Limitations & Future Work¶
- Computational constraints: The performance ceiling of larger-scale models remains unexplored; the scaling trends observed at 8B suggest further gains are achievable with larger models.
- Small molecules only: The current dataset and tasks are limited to small molecules, excluding important biological scenarios such as proteins and protein–small molecule interactions.
- Fixed MoGE configuration: The number of experts (5) and the starting layer for MoGE (1/4L) are hyperparameters; optimal configurations may differ depending on task scale.
- Dependence on SELFIES: Although SELFIES guarantees molecular validity, the broader community predominantly uses SMILES, which may limit compatibility with existing toolchains.
- Lack of downstream application validation: End-to-end utility has not been evaluated in real drug discovery pipelines (e.g., molecular docking, ADMET prediction).
Related Work & Insights¶
- Molecular foundation models: Mol-Instruction (first molecular instruction tuning) → InstructMol (2D graph + multi-LoRA) → HIGHT (multi-level 2D graph features) → 3D-MoLM (3D molecular representations) → PRESTO (domain pretraining + multitask) → Omni-Mol, achieving the most comprehensive "one-model-fits-all" solution.
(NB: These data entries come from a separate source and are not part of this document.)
//! Create/Update/Delete handling for the site deployment resource.
//!
//! Every request becomes a [`Transition`] and runs through one dispatch
//! function. Uploads always finish before anything is deleted, so a reader
//! of the destination bucket sees either the old or the new version of each
//! path at every point of an Update.

use std::collections::BTreeSet;
use std::sync::Arc;
use std::time::Instant;

use serde::{Deserialize, Serialize};
use sitedeploy_store::{BlobStore, StorageLocation, StoreRegistry};
use tracing::{info, warn};
use uuid::Uuid;

use crate::archiver::parse_filenames;
use crate::error::Result;
use crate::file_options::FileOptionRule;
use crate::fingerprint::BuildId;
use crate::manifest::{ArchiveManifest, DeploymentState};
use crate::metrics::METRICS;
use crate::obs::{self, RequestSpan};
use crate::protocol::{CustomResourceEvent, CustomResourceResponse, RequestType};
use crate::purge;
use crate::replace::{self, ReplaceValue};
use crate::uploader::{Uploader, DEFAULT_ARCHIVE_CONCURRENCY, DEFAULT_FILE_CONCURRENCY};

/// `ResourceProperties` of the deployment resource.
#[derive(Debug, Clone, PartialEq, Eq, Serialize, Deserialize)]
#[serde(rename_all = "PascalCase")]
pub struct DeploymentProperties {
    pub sources: Vec<StorageLocation>,
    pub destination_bucket_name: String,
    /// Listing of every deployed path. Its presence turns purging on.
    #[serde(default, skip_serializing_if = "Option::is_none")]
    pub filenames: Option<StorageLocation>,
    #[serde(default)]
    pub file_options: Vec<FileOptionRule>,
    #[serde(default, skip_serializing_if = "Vec::is_empty")]
    pub replace_values: Vec<ReplaceValue>,
    #[serde(default, skip_serializing_if = "Option::is_none")]
    pub build_id: Option<BuildId>,
    #[serde(
        default,
        deserialize_with = "crate::protocol::lenient_bool",
        skip_serializing_if = "std::ops::Not::not"
    )]
    pub destination_auto_delete: bool,
}

impl DeploymentProperties {
    pub fn new(sources: Vec<StorageLocation>, destination_bucket_name: impl Into<String>) -> Self {
        Self {
            sources,
            destination_bucket_name: destination_bucket_name.into(),
            filenames: None,
            file_options: Vec::new(),
            replace_values: Vec::new(),
            build_id: None,
            destination_auto_delete: false,
        }
    }

    pub fn purge_files(&self) -> bool {
        self.filenames.is_some()
    }

    pub fn manifest(&self) -> ArchiveManifest {
        ArchiveManifest::from_sources(self.sources.iter().cloned())
    }
}

/// `Data` of a successful response.
#[derive(Debug, Clone, PartialEq, Eq, Serialize, Deserialize)]
#[serde(rename_all = "PascalCase")]
pub struct DeploymentData {
    pub archives: usize,
    pub file_count: usize,
    #[serde(default, skip_serializing_if = "Option::is_none")]
    pub build_id: Option<BuildId>,
    pub purged: usize,
}

pub type DeploymentEvent = CustomResourceEvent<DeploymentProperties>;

/// Allocate a physical id for a newly created resource.
pub fn new_physical_id() -> String {
    format!("sitedeploy.{}", Uuid::new_v4())
}

#[derive(Debug)]
pub enum Transition<'a> {
    Create {
        new: &'a DeploymentProperties,
    },
    Update {
        new: &'a DeploymentProperties,
        previous: DeploymentState,
    },
    Delete {
        current: &'a DeploymentProperties,
    },
}

impl<'a> Transition<'a> {
    pub fn from_event(event: &'a DeploymentEvent) -> Self {
        match event.request_type {
            RequestType::Create => Transition::Create {
                new: &event.resource_properties,
            },
            RequestType::Update => Transition::Update {
                new: &event.resource_properties,
                previous: DeploymentState::from_properties(event.old_resource_properties.as_ref()),
            },
            RequestType::Delete => Transition::Delete {
                current: &event.resource_properties,
            },
        }
    }
}

/// Runs deployment requests against the buckets in a [`StoreRegistry`].
#[derive(Debug, Clone)]
pub struct DeploymentHandler {
    registry: StoreRegistry,
    archive_concurrency: usize,
    file_concurrency: usize,
}

impl DeploymentHandler {
    pub fn new(registry: StoreRegistry) -> Self {
        Self {
            registry,
            archive_concurrency: DEFAULT_ARCHIVE_CONCURRENCY,
            file_concurrency: DEFAULT_FILE_CONCURRENCY,
        }
    }

    pub fn with_concurrency(mut self, archives: usize, files: usize) -> Self {
        self.archive_concurrency = archives;
        self.file_concurrency = files;
        self
    }

    /// Handle one request. Failures become a `FAILED` response.
    pub async fn handle(&self, event: &DeploymentEvent) -> CustomResourceResponse {
        let _span = RequestSpan::enter(
            &event.request_id,
            event.request_type.as_str(),
            &event.logical_resource_id,
        );
        let started = Instant::now();

        let physical_id = match event.request_type {
            RequestType::Create => new_physical_id(),
            _ => match event.require_physical_id() {
                Ok(id) => id.to_string(),
                Err(e) => {
                    return CustomResourceResponse::failed(
                        event,
                        event.logical_resource_id.clone(),
                        e.to_string(),
                    )
                }
            },
        };

        let response = match self.apply(Transition::from_event(event)).await {
            Ok(data) => {
                CustomResourceResponse::success(event, physical_id, serde_json::to_value(data).ok())
            }
            Err(e) => {
                warn!(error = %e, "deployment request failed");
                CustomResourceResponse::failed(event, physical_id, e.to_string())
            }
        };

        obs::emit_deploy_finished(
            event.request_type.as_str(),
            response.is_success(),
            started.elapsed().as_millis() as u64,
        );
        METRICS.flush();
        response
    }

    /// Run one transition of the lifecycle state machine.
    pub async fn apply(&self, transition: Transition<'_>) -> Result<DeploymentData> {
        match transition {
            Transition::Create { new } => {
                let manifest = new.manifest();
                obs::emit_deploy_started("Create", manifest.len(), new.purge_files());
                let report = self.uploader(new)?.apply_all(&manifest).await?;
                Ok(DeploymentData {
                    archives: report.archives,
                    file_count: report.keys.len(),
                    build_id: new.build_id.clone(),
                    purged: 0,
                })
            }
            Transition::Update { new, previous } => {
                let manifest = new.manifest();
                obs::emit_deploy_started("Update", manifest.len(), new.purge_files());
                let destination = self.registry.bucket(&new.destination_bucket_name)?;
                let report = self.uploader(new)?.apply_all(&manifest).await?;

                let purged = if new.purge_files() {
                    self.purge_stale(&previous, &report.keys, destination.as_ref())
                        .await
                } else {
                    0
                };
                Ok(DeploymentData {
                    archives: report.archives,
                    file_count: report.keys.len(),
                    build_id: new.build_id.clone(),
                    purged,
                })
            }
            Transition::Delete { current } => {
                obs::emit_deploy_started("Delete", current.sources.len(), false);
                let removed = self.teardown(current).await;
                Ok(DeploymentData {
                    archives: 0,
                    file_count: 0,
                    build_id: current.build_id.clone(),
                    purged: removed,
                })
            }
        }
    }

    fn uploader(&self, props: &DeploymentProperties) -> Result<Uploader> {
        let destination = self.registry.bucket(&props.destination_bucket_name)?;
        Ok(Uploader::new(
            self.registry.clone(),
            destination,
            props.file_options.clone(),
            replace::compile(&props.replace_values)?,
        )
        .with_concurrency(self.archive_concurrency, self.file_concurrency))
    }

    async fn read_listing(&self, location: &StorageLocation) -> Result<BTreeSet<String>> {
        let bytes = self.registry.read(location).await?;
        Ok(parse_filenames(&String::from_utf8_lossy(&bytes))
            .into_iter()
            .collect())
    }

    /// Keys deployed before this Update: the old listing when it can be
    /// read, otherwise whatever the destination currently holds.
    async fn previous_keys(
        &self,
        previous: &DeploymentState,
        destination: &dyn BlobStore,
    ) -> Result<BTreeSet<String>> {
        if let Some(location) = &previous.previous_filenames {
            match self.read_listing(location).await {
                Ok(keys) => return Ok(keys),
                Err(e) => warn!(
                    location = %location,
                    error = %e,
                    "previous filenames unreadable, falling back to bucket listing"
                ),
            }
        }
        Ok(destination.list(None).await?.into_iter().collect())
    }

    async fn purge_stale(
        &self,
        previous: &DeploymentState,
        current: &BTreeSet<String>,
        destination: &dyn BlobStore,
    ) -> usize {
        let previous_keys = match self.previous_keys(previous, destination).await {
            Ok(keys) => keys,
            Err(e) => {
                obs::emit_purge_failed("*", &e);
                METRICS.inc_purge_failures();
                return 0;
            }
        };
        let stale = purge::stale_keys(&previous_keys, current);
        if stale.is_empty() {
            return 0;
        }
        info!(stale = stale.len(), "purging stale objects");
        purge::purge(destination, &stale).await.deleted.len()
    }

    /// Remove everything the deployment wrote. Never fails: a Delete that
    /// cannot find or remove its objects still lets the stack go away.
    async fn teardown(&self, current: &DeploymentProperties) -> usize {
        if current.destination_auto_delete {
            info!(
                bucket = %current.destination_bucket_name,
                "destination deletes its own objects, skipping teardown"
            );
            return 0;
        }

        let (destination, keys) = match self.deployed_keys(current).await {
            Ok(found) => found,
            Err(e) => {
                obs::emit_teardown_failed("*", &e);
                return 0;
            }
        };

        let mut removed = 0;
        for key in &keys {
            match destination.delete(key).await {
                Ok(()) => removed += 1,
                Err(e) => obs::emit_teardown_failed(key, &e),
            }
        }
        removed
    }

    async fn deployed_keys(
        &self,
        current: &DeploymentProperties,
    ) -> Result<(Arc<dyn BlobStore>, BTreeSet<String>)> {
        let destination = self.registry.bucket(&current.destination_bucket_name)?;
        let keys = match &current.filenames {
            Some(location) => self.read_listing(location).await?,
            None => {
                self.uploader(current)?
                    .manifest_keys(&current.manifest())
                    .await?
            }
        };
        Ok((destination, keys))
    }
}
- Unified generative modeling: Inspired by GPT/Flamingo/LLaVA's unification of multimodal understanding and generation, Omni-Mol introduces this paradigm into the molecular domain.
- LoRA and variants: Building on standard LoRA, learnable dynamic scaling is introduced and combined with MoE to enable adaptive multitask fine-tuning.
- Representation convergence hypothesis: Motivated by the Platonic Representation Hypothesis, the paper empirically validates the trend of molecular representations converging toward a universal space under multitask training.
Rating¶
- Novelty: ⭐⭐⭐⭐ — The combination of GAL and MoGE is novel and the task taxonomy is well-structured; however, the core components (LoRA + MoE) are built upon existing techniques.
- Experimental Thoroughness: ⭐⭐⭐⭐⭐ — Comprehensive evaluation across 16 tasks, with complete ablation studies, scaling experiments, and representation convergence analysis; baselines include both expert and generalist models.
- Writing Quality: ⭐⭐⭐⭐ — Clear structure and rigorous motivation; however, the heavy use of notation and formulas, along with some extremely dense tables, may impede readability.
- Value: ⭐⭐⭐⭐ — Provides a solid baseline framework and large-scale dataset for building a general-purpose AI chemist; both data and model are open-sourced.